Tuesday, November 10, 2009

God love Gatorade!

They say to eat light, consume high-fiber and stay well-hydrated for chemo. Two to three hours before an infusion, I should eat lightly and make high-fiber choices. That means I have to be up early! I hate early! Chemo drugs tend to slow peristalsis (digestion and bowel processes), so whatever I eat may remain in my digestive system longer than usual, and will dry out. Eating a high-fiber snack helps, since fiber helps retain moisture in the bowels. I need to drink lots of water or sports drinks, (and avoid caffiene) to boost my electrolytes. Staying hydrated helps the cells process the chemo drugs through my system faster. The faster the better if you ask me!
I must say that I believe that Gatorade is a miracle drug! It has been about the only thing that makes me feel human and helps me function. The use of Gatorade in medical conditions associated with extreme dehydration, such as diarrheal diseases and other causes of volume depletion, offers the medical community a relatively simple and inexpensive way to manage conditions that are often life-threatening.
Gatorade actually got its start on a spring day in 1965 when then-assistant Gator football coach Dwayne Douglas questioned University of Florida kidney disease specialist Robert Cade about why players lost so much weight during practices and games but urinated so little. In early September 1965 Cade and his colleagues began collecting all manner of samples from 10 UF freshmen football players. The results were eye-opening.
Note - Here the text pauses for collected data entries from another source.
//! Target address type.

use std::fmt;
use std::ops::{Add, Sub};

/// Absolute address in the debuggee's address space
///
/// Debug information describes a module as if it were loaded at zero; the
/// sandbox maps it at a base address chosen at runtime. Values read from the
/// symbol database are plain `u64` module-relative offsets, while everything
/// that touches the live target (registers, memory, breakpoints) uses
/// `Address`. Converting between the two always goes through the module
/// base, which keeps the two spaces from being mixed by accident.
///
/// ## Example
///
/// ```rust
/// use nacldbg_core::types::Address;
///
/// let base = Address::new(0x0000_7f00_0000_0000);
/// let pc = base + 0x20080;
/// assert_eq!(pc.relative_to(base), Some(0x20080));
/// ```
#[derive(Debug, Clone, Copy, Default, PartialEq, Eq, PartialOrd, Ord, Hash)]
pub struct Address(u64);

impl Address
{
    /// The null address. The unwinder treats a zero return address as the
    /// outermost frame.
    pub const ZERO: Self = Self(0);

    /// Create a new address; usable in const contexts.
    #[must_use]
    pub const fn new(value: u64) -> Self
    {
        Self(value)
    }

    /// Raw `u64` value.
    #[must_use]
    pub const fn value(self) -> u64
    {
        self.0
    }

    /// Module-relative offset of this address given the module `base`.
    ///
    /// Returns `None` for addresses below the base.
    ///
    /// ```rust
    /// use nacldbg_core::types::Address;
    ///
    /// assert_eq!(Address::new(0x10).relative_to(Address::new(0x20)), None);
    /// ```
    #[must_use]
    pub fn relative_to(self, base: Self) -> Option<u64>
    {
        self.0.checked_sub(base.0)
    }

    /// Add an offset, returning `None` on overflow.
    #[must_use]
    pub fn checked_add(self, offset: u64) -> Option<Self>
    {
        self.0.checked_add(offset).map(Self)
    }

    /// Subtract an offset, returning `None` on underflow.
    #[must_use]
    pub fn checked_sub(self, offset: u64) -> Option<Self>
    {
        self.0.checked_sub(offset).map(Self)
    }

    /// Add a signed displacement (CFA offsets, `DW_OP_breg` operands).
    #[must_use]
    pub const fn offset(self, displacement: i64) -> Self
    {
        Self(self.0.wrapping_add_signed(displacement))
    }
}

impl From<u64> for Address
{
    fn from(value: u64) -> Self
    {
        Self(value)
    }
}

impl From<Address> for u64
{
    fn from(address: Address) -> Self
    {
        address.0
    }
}

impl fmt::Display for Address
{
    fn fmt(&self, f: &mut fmt::Formatter<'_>) -> fmt::Result
    {
        write!(f, "0x{:016x}", self.0)
    }
}

impl fmt::LowerHex for Address
{
    fn fmt(&self, f: &mut fmt::Formatter<'_>) -> fmt::Result
    {
        fmt::LowerHex::fmt(&self.0, f)
    }
}

impl Add<u64> for Address
{
    type Output = Self;

    fn add(self, rhs: u64) -> Self::Output
    {
        Self(self.0.wrapping_add(rhs))
    }
}

impl Sub<u64> for Address
{
    type Output = Self;

    fn sub(self, rhs: u64) -> Self::Output
    {
        Self(self.0.wrapping_sub(rhs))
    }
}
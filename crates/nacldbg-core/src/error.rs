//! # Error Types
//!
//! General error handling for the debugger core.
//!
//! We use `thiserror` to generate the `Error` implementations. Lookups that
//! can legitimately find nothing (an address outside every line-table row, a
//! file that was never compiled in) return `Option` instead of an error.

use nacldbg_protocol::ProtocolError;
use thiserror::Error;

use crate::types::Address;

/// Main error type for debugger operations
///
/// ## Error Categories
///
/// 1. **Input errors**: MalformedDwarf, CorruptDatabase, MalformedExpression
/// 2. **Remote errors**: Protocol, Timeout, NotConnected
/// 3. **State errors**: InvalidState
/// 4. **Target access errors**: MemoryAccess, RegisterAccess, NoBreakpoint
/// 5. **Capability errors**: Unsupported
/// 6. **I/O errors**: Io (for reading modules from disk)
#[derive(Error, Debug)]
pub enum DebuggerError
{
    /// The module's debug information could not be parsed
    ///
    /// Raised while walking `.debug_info`, `.debug_line`, location/range
    /// lists or call frame information. The string carries the section and
    /// the underlying parser error.
    #[error("Malformed DWARF: {0}")]
    MalformedDwarf(String),

    /// The symbol database references data that does not exist
    ///
    /// Index construction rejects databases with dangling references, for
    /// example a scope transition naming an entry that was never added.
    #[error("Corrupt symbol database: {0}")]
    CorruptDatabase(String),

    /// A location expression could not be evaluated
    ///
    /// Stack underflow, truncated operands and division by zero all land
    /// here.
    #[error("Malformed location expression: {0}")]
    MalformedExpression(String),

    /// The remote stub connection failed at the packet level
    #[error("Remote protocol error: {0}")]
    Protocol(#[from] ProtocolError),

    /// The remote stub did not answer in time
    #[error("Timed out waiting for {0}")]
    Timeout(String),

    /// The session is not in the state the operation needs
    ///
    /// For example calling `open` on a session that is already open, or
    /// reading registers while the target is running.
    #[error("Invalid session state: expected {expected}, found {actual}")]
    InvalidState
    {
        /// State the operation requires
        expected: String,
        /// State the session was in
        actual: String,
    },

    /// Operation needs an open remote session
    #[error("Not connected to a remote stub")]
    NotConnected,

    /// Target memory could not be read or written
    #[error("Memory access failed at {address} ({length} bytes): {reason}")]
    MemoryAccess
    {
        /// First address of the access
        address: Address,
        /// Number of bytes requested
        length: usize,
        /// Stub error or short reply description
        reason: String,
    },

    /// Target registers could not be read or written
    #[error("Register access failed: {0}")]
    RegisterAccess(String),

    /// No breakpoint is installed at the given address
    #[error("No breakpoint at address 0x{0:x}")]
    NoBreakpoint(u64),

    /// The debug information uses a feature this debugger does not implement
    ///
    /// Call frame rules expressed as DWARF expressions and variables that live
    /// in registers both end up here rather than producing wrong values.
    #[error("Unsupported: {0}")]
    Unsupported(String),

    /// Invalid argument passed to a debugger function
    #[error("Invalid argument: {0}")]
    InvalidArgument(String),

    /// I/O error (reading a module from disk, ...)
    #[error("I/O error: {0}")]
    Io(#[from] std::io::Error),
}

impl DebuggerError
{
    /// Build an [`DebuggerError::InvalidState`] from anything displayable.
    pub fn invalid_state(expected: impl ToString, actual: impl ToString) -> Self
    {
        Self::InvalidState {
            expected: expected.to_string(),
            actual: actual.to_string(),
        }
    }
}

/// Convenience alias for debugger results.
pub type Result<T> = std::result::Result<T, DebuggerError>;

/// Wrap a `gimli` parse failure with the section or step that produced it.
pub(crate) fn map_dwarf_error(context: &str, err: gimli::Error) -> DebuggerError
{
    DebuggerError::MalformedDwarf(format!("{context}: {err}"))
}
The players’ electrolytes were completely out of balance, their blood sugar was low and their total blood volume was low. The impact on the body of this upheaval in chemistry was profound. “The solution,” Cade says, “was to give them water, but with salt in it to replace the salt they were losing in sweat. Also, give them sugar to keep their blood sugar up, but not so much sugar that it would upset their stomachs.”